Ancora una volta torniamo sull’argomento “Messa in latino” perché siamo convinti che il futuro del cattolicesimo dipende dal ritorno ad una liturgia capace di manifestare tutta la sublime profondità della fede, cosa che oggettivamente non si può dire dell’attuale Messa celebrata secondo il novus ordo.
Tutte le ideologie, senza eccezione, hanno in comune una caratteristica: ignorare i fatti, specialmente quando questi contraddicono il costrutto teorico su cui esse di fondano. Ebbene, i fatti ci dicono che da quando è stato cambiato il modo di celebrare la Santa Messa la frequenza domenicale è ovunque precipitata, soprattutto nei Paesi di più antica cristianizzazione, così come la partecipazione ai sacramenti e sono pure precipitate le ordinazioni al sacerdozio. Servire la Messa “tradizionale” per molti era la scintilla che accendeva la vocazione.

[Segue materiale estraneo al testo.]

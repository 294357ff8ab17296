//! Write-back planning.
//!
//! [`reconcile`] walks the materialized part of an entity's node tree,
//! flushes every accessed value into its unit, and decides per unit
//! whether it is written, passed through unchanged, or deleted. Nothing is
//! sent to the store here; the resulting [`WritePlan`] is executed by
//! [`crate::Entity::save`].

use std::collections::{BTreeMap, HashMap, HashSet};

use strata_foundation::{Access, EntityId, Error, FieldId, GroupId, Result, UnitId};
use strata_storage::{EntitySchema, StorageUnit, UnitLink};
use tracing::debug;

use crate::access::GroupPermissions;
use crate::config::WritePolicy;
use crate::grouping::GroupingNode;
use crate::node::{FieldRelationship, PseudoNode, PseudoValue};
use crate::relation::Relationship;
use crate::unit_ref::UnitRef;

/// Where a planned unit's parent comes from.
#[derive(Clone, Copy, Debug, PartialEq, Eq)]
pub enum PlannedParent {
    /// The parent is already stored.
    Persisted(UnitId),
    /// The parent is written in the same plan.
    Pending {
        /// The parent's group.
        group: GroupId,
        /// Index within that group's planned units.
        position: usize,
    },
}

/// One unit to insert or update.
#[derive(Debug)]
pub struct PlannedUnit {
    /// The live handle, marked persisted once written.
    pub handle: UnitRef,
    /// The unit as flushed.
    pub unit: StorageUnit,
    /// The parent, for nested groups.
    pub parent: Option<PlannedParent>,
}

/// A relationship whose cross-reference is settled after the units are
/// written.
#[derive(Clone, Debug)]
pub struct PendingRelationship {
    /// Group of the unit holding the relationship.
    pub group: GroupId,
    /// Index within the group's planned units, `None` if the unit is not
    /// written.
    pub position: Option<usize>,
    /// The unit holding the relationship.
    pub unit: UnitRef,
    /// The field holding the relationship.
    pub field: FieldId,
    /// Position within the field's payload.
    pub slot: usize,
    /// The relationship.
    pub relationship: Relationship,
}

/// The outcome of reconciliation.
#[derive(Debug, Default)]
pub struct WritePlan {
    /// Units to write, per group, in tree order.
    pub units: BTreeMap<GroupId, Vec<PlannedUnit>>,
    /// Groups of `units`, parents before children.
    pub group_order: Vec<GroupId>,
    /// Relationships found in flushed values.
    pub relationships: Vec<PendingRelationship>,
    /// Units to delete, children before parents.
    pub deletions: Vec<UnitId>,
    /// Persisted units left as they are.
    pub passed_through: Vec<UnitRef>,
}

impl WritePlan {
    /// Returns the number of units to write.
    #[must_use]
    pub fn written(&self) -> usize {
        self.units.values().map(Vec::len).sum()
    }

    /// Returns true if the plan writes and deletes nothing.
    #[must_use]
    pub fn is_empty(&self) -> bool {
        self.written() == 0 && self.deletions.is_empty()
    }

    /// Iterates over planned units in write order.
    pub fn planned(&self) -> impl Iterator<Item = &PlannedUnit> {
        self.group_order
            .iter()
            .filter_map(|group| self.units.get(group))
            .flatten()
    }

    /// Flattens the plan into one store batch for `entity`.
    ///
    /// Parents precede their children, and pending parents are linked by
    /// their index in the batch.
    ///
    /// # Errors
    ///
    /// Returns `InvariantViolation` if a pending parent is not in the plan.
    pub fn batch(&self, entity: EntityId) -> Result<Vec<StorageUnit>> {
        let mut offsets = HashMap::new();
        let mut next = 0;
        for group in &self.group_order {
            offsets.insert(*group, next);
            next += self.units.get(group).map_or(0, Vec::len);
        }

        self.planned()
            .map(|planned| {
                let parent = match planned.parent {
                    None => None,
                    Some(PlannedParent::Persisted(id)) => Some(UnitLink::Persisted(id)),
                    Some(PlannedParent::Pending { group, position }) => {
                        let offset = offsets.get(&group).ok_or_else(|| {
                            Error::invariant(format!("parent {group} is not part of the write"))
                        })?;
                        Some(UnitLink::Pending(offset + position))
                    }
                };
                Ok(StorageUnit {
                    entity: Some(entity),
                    parent,
                    ..planned.unit.clone()
                })
            })
            .collect()
    }
}

struct Collected {
    unit: UnitRef,
    relationships: Vec<FieldRelationship>,
    assigned: bool,
}

#[derive(Default)]
struct Walk {
    collected: Vec<Collected>,
    index: HashMap<usize, usize>,
    ghosts: Vec<UnitRef>,
}

impl Walk {
    fn collect(&mut self, unit: &UnitRef, relationships: Vec<FieldRelationship>, assigned: bool) {
        match self.index.get(&unit.key()) {
            Some(&at) => {
                let entry = &mut self.collected[at];
                entry.relationships.extend(relationships);
                entry.assigned |= assigned;
            }
            None => {
                self.index.insert(unit.key(), self.collected.len());
                self.collected.push(Collected {
                    unit: unit.clone(),
                    relationships,
                    assigned,
                });
            }
        }
    }

    fn group(&mut self, node: &mut GroupingNode) -> Result<()> {
        let own = node.unit().cloned();
        for (_, child) in node.children_mut() {
            match child {
                PseudoNode::Unavailable(_) => {}
                PseudoNode::Value(value) => self.value(value, own.as_ref())?,
                PseudoNode::List(list) => {
                    for ghost in list.ghosts() {
                        let known = self.ghosts.iter().any(|g| UnitRef::ptr_eq(g, ghost));
                        if ghost.id().is_some() && !known {
                            self.ghosts.push(ghost.clone());
                        }
                    }
                    for item in list.iter_mut() {
                        self.value(item, own.as_ref())?;
                    }
                }
            }
        }
        Ok(())
    }

    fn value(&mut self, value: &mut PseudoValue, enclosing: Option<&UnitRef>) -> Result<()> {
        if !value.field().datatype.is_grouping() {
            if value.is_accessed() {
                let alias = value.field().alias.clone();
                let assigned = value.is_assigned();
                let relationships = value.flush().map_err(|err| err.in_frame(alias.as_ref()))?;
                if let Some(unit) = value.unit() {
                    self.collect(unit, relationships, assigned);
                }
            } else if let Some(unit) = value.unit() {
                self.collect(unit, Vec::new(), false);
            }
            return Ok(());
        }

        if let Some(unit) = value.unit().cloned() {
            check_nesting(value, &unit, enclosing)?;
            self.collect(&unit, Vec::new(), false);
        }
        if value.is_loaded() {
            let alias = value.field().alias.clone();
            self.group(value.group_mut()?)
                .map_err(|err| err.in_frame(alias.as_ref()))?;
        }
        Ok(())
    }
}

fn check_nesting(value: &PseudoValue, unit: &UnitRef, enclosing: Option<&UnitRef>) -> Result<()> {
    let same_group = enclosing.is_some_and(|e| e.group() == unit.group());
    let consistent = if same_group {
        UnitRef::same(Some(unit), enclosing)
    } else {
        UnitRef::same(unit.parent(), enclosing)
    };
    if consistent {
        Ok(())
    } else {
        Err(Error::invariant(format!(
            "{} is stored below a unit other than its enclosing group's",
            value.field().alias
        )))
    }
}

fn write_denied(schema: &EntitySchema, group: GroupId) -> Error {
    let err = Error::permission_denied(group, Access::Write);
    match schema.group(group) {
        Some(group) => err.in_frame(group.alias.as_ref()),
        None => err,
    }
}

/// Plans the write-back of a node tree.
///
/// Accessed values are flushed into their units first. Then:
/// - persisted units whose payload is unchanged are passed through,
/// - new units that stayed empty and hold no relationship are skipped,
///   unless a written nested unit needs them as its parent,
/// - every other collected unit is written,
/// - removed list items that were persisted are deleted.
///
/// A written or deleted unit in a group the caller may not write fails the
/// whole plan, as does a relationship there still waiting for its
/// cross-reference. Deleting a unit also needs write access to the groups
/// nested below it. Under [`WritePolicy::Strict`], any unit in such a group
/// with a value that was set or cleared fails too, even if unchanged.
///
/// # Errors
///
/// Returns `PermissionDenied`, `InvariantViolation` for inconsistent unit
/// nesting, or a codec error raised while flushing.
pub fn reconcile(
    root: &mut GroupingNode,
    schema: &EntitySchema,
    permissions: &GroupPermissions,
    policy: WritePolicy,
) -> Result<WritePlan> {
    let mut walk = Walk::default();
    walk.group(root)?;

    let mut plan = WritePlan::default();
    let mut write: Vec<UnitRef> = Vec::new();
    let mut writing: HashSet<usize> = HashSet::new();

    for entry in &walk.collected {
        let unit = &entry.unit;
        let writable = permissions.can_write(unit.group());
        if policy == WritePolicy::Strict && entry.assigned && !writable {
            return Err(write_denied(schema, unit.group()));
        }
        let unresolved = entry
            .relationships
            .iter()
            .any(|rel| rel.relationship.cross_reference().is_none());
        if unresolved && !writable {
            return Err(write_denied(schema, unit.group()));
        }
        if unit.has_original() && !unit.is_changed() {
            plan.passed_through.push(unit.clone());
        } else if !unit.has_original() && unit.is_empty() && entry.relationships.is_empty() {
            continue;
        } else if writing.insert(unit.key()) {
            write.push(unit.clone());
        }
    }

    // New parents of written units are written too, even when empty.
    let mut forced = Vec::new();
    for unit in &write {
        let mut parent = unit.parent();
        while let Some(p) = parent {
            if p.id().is_none() && writing.insert(p.key()) {
                forced.push(p.clone());
            }
            parent = p.parent();
        }
    }
    write.extend(forced);

    for unit in &write {
        if !permissions.can_write(unit.group()) {
            return Err(write_denied(schema, unit.group()));
        }
    }

    let mut positions: HashMap<usize, (GroupId, usize)> = HashMap::new();
    for unit in &write {
        let planned = plan.units.entry(unit.group()).or_default();
        positions.insert(unit.key(), (unit.group(), planned.len()));
        planned.push(PlannedUnit {
            handle: unit.clone(),
            unit: unit.snapshot(),
            parent: None,
        });
    }
    for planned in plan.units.values_mut().flatten() {
        planned.parent = match planned.handle.parent() {
            None => None,
            Some(parent) => Some(match parent.id() {
                Some(id) => PlannedParent::Persisted(id),
                None => {
                    let (group, position) =
                        positions.get(&parent.key()).copied().ok_or_else(|| {
                            Error::invariant(format!(
                                "new parent of a {} unit is not written",
                                planned.handle.group()
                            ))
                        })?;
                    PlannedParent::Pending { group, position }
                }
            }),
        };
    }

    plan.group_order = plan.units.keys().copied().collect();
    plan.group_order
        .sort_by_key(|group| (schema.group_depth(*group), *group));

    for entry in walk.collected {
        let position = positions.get(&entry.unit.key()).map(|(_, position)| *position);
        for rel in entry.relationships {
            plan.relationships.push(PendingRelationship {
                group: entry.unit.group(),
                position,
                unit: entry.unit.clone(),
                field: rel.field,
                slot: rel.slot,
                relationship: rel.relationship,
            });
        }
    }

    let mut ghosts = walk.ghosts;
    for ghost in &ghosts {
        let denied = schema
            .group_closure(ghost.group())
            .into_iter()
            .find(|group| !permissions.can_write(*group));
        if let Some(group) = denied {
            return Err(write_denied(schema, group));
        }
    }
    ghosts.sort_by_key(|ghost| std::cmp::Reverse(schema.group_depth(ghost.group())));
    plan.deletions = ghosts.iter().filter_map(UnitRef::id).collect();

    debug!(
        entity_type = schema.entity_type(),
        written = plan.written(),
        passed_through = plan.passed_through.len(),
        deletions = plan.deletions.len(),
        relationships = plan.relationships.len(),
        "reconciled"
    );
    Ok(plan)
}

/// Forgets the removed list items of a tree once their deletion is stored.
pub(crate) fn settle(node: &mut GroupingNode) {
    for (_, child) in node.children_mut() {
        match child {
            PseudoNode::List(list) => {
                list.drain_ghosts();
                for item in list.iter_mut().filter(|item| item.is_loaded()) {
                    if let Ok(group) = item.group_mut() {
                        settle(group);
                    }
                }
            }
            PseudoNode::Value(value)
                if value.is_loaded() && value.field().datatype.is_grouping() =>
            {
                if let Ok(group) = value.group_mut() {
                    settle(group);
                }
            }
            _ => {}
        }
    }
}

Una recente ricerca dello statunitense Pew Research Center rileva inoltre che la maggior parte dei cattolici americani – ma sicuramente lo stesso vale anche per noi – non crede più nella transustanziazione, insegnamento fondamentale della Chiesa. Quasi sette cattolici su dieci (69%) affermano di credere personalmente che durante la Messa cattolica, il pane e il vino usati nella comunione “sono simboli del corpo e del sangue di Gesù Cristo”. Solo un terzo (31%) afferma di credere che durante la Messa cattolica, il pane e il vino diventano effettivamente il corpo e il sangue di Gesù. In questo sicuramente influisce il modo col quale da oltre quarant’anni anche in Italia si fa la comunione: in piedi, ricevendola sulla mano come i fanno i luterani e le altre congregazioni “riformate” che non credono nell’Eucarestia, cosa che non avviene nel rito in latino, in cui il la comunione è centrale e si svolge secondo un rituale che rende evidente con tutta evidenza la sacralità del gesto.
Non parliamo poi del fatto che dove si celebra in latino le chiese sono sempre piene. Perché le messe sono poche, si dirà. Forse, però una buona parte dei fedeli è molto più giovane di quelli che frequentano le parrocchie in cui si celebra in volgare. Quindi non si tratta di “nostalgici” o tradizionalisti bloccati nel passato” Semmai ad essere fuori dal mondo sono i preti più anziani, entusiasti della forma straordinaria, fermi ai tempi della cultura pop degli anni ’60 e ’70, all’ecumenismo hippy e del “se ti fa sentire bene, fallo”. Emblematico di ciò lo spontaneismo e il protagonismo di certe celebrazioni, quasi il sacerdote – rivolto verso il suo pubblico – si sentisse lui la prima donna e l’animatore dello “spettacolo”, interrompendo continuamente il rito con considerazioni e preghiere personali, chiamando l’applauso, partecipando a estemporanei balletti.
Sono semmai proprio questi preti, diventati nel frattempo vescovi, a manifestare una incapacità di lettura dei tempi e dei fatti, fermi come sono nel passato, ostinati a non volersi fare qualche semplice domanda sul palese fallimento delle loro teorie “pastorali” che anziché avvicinare l’uomo moderno alla Chiesa lo hanno fatto fuggire a gambe levate. Da qui la loro, osiamo dire, ideologica perseveranza nel voler combattere quella che spregiativamente definiscono la tradizione e la Messa in latino, nonostante la fioritura avvenuta dopo la pubblicazione della Lettera Apostolica Summorum Pontificum, di Benedetto XVI che consentiva ai sacerdoti e ai fedeli una maggiore libertà di celebrare la Messa nella sua forma pre-Vaticano II.
La Messa novus ordo, anche là dove si celebra con un minimo di austerità, ha perso gran parte della maestosa profondità e solennità che ha la Messa in latino ed è diventando troppo simile ai riti delle congregazioni riformate. Una grande cattolica, Flannery O’Conner, diceva che se alla fine tutte le religioni o credenze sono uguali, allora “al diavolo”. Perché una Chiesa aperta a tutto, disposta a scendere a compromessi su tutto, alla fine non rappresenta nulla.
Perseveriamo quindi nella tradizione, anche liturgica, perché, diceva chiaramente san Josemaría Escrivá: «La santa intransigenza non è fanatismo». E siccome la vera carità può esserci solo con la verità possiamo ben dire che il futuro della Chiesa cattolica risiede nell'”intransigenza” di coloro che insistono nel riunirsi per partecipare alla Messa tradizionale in latino.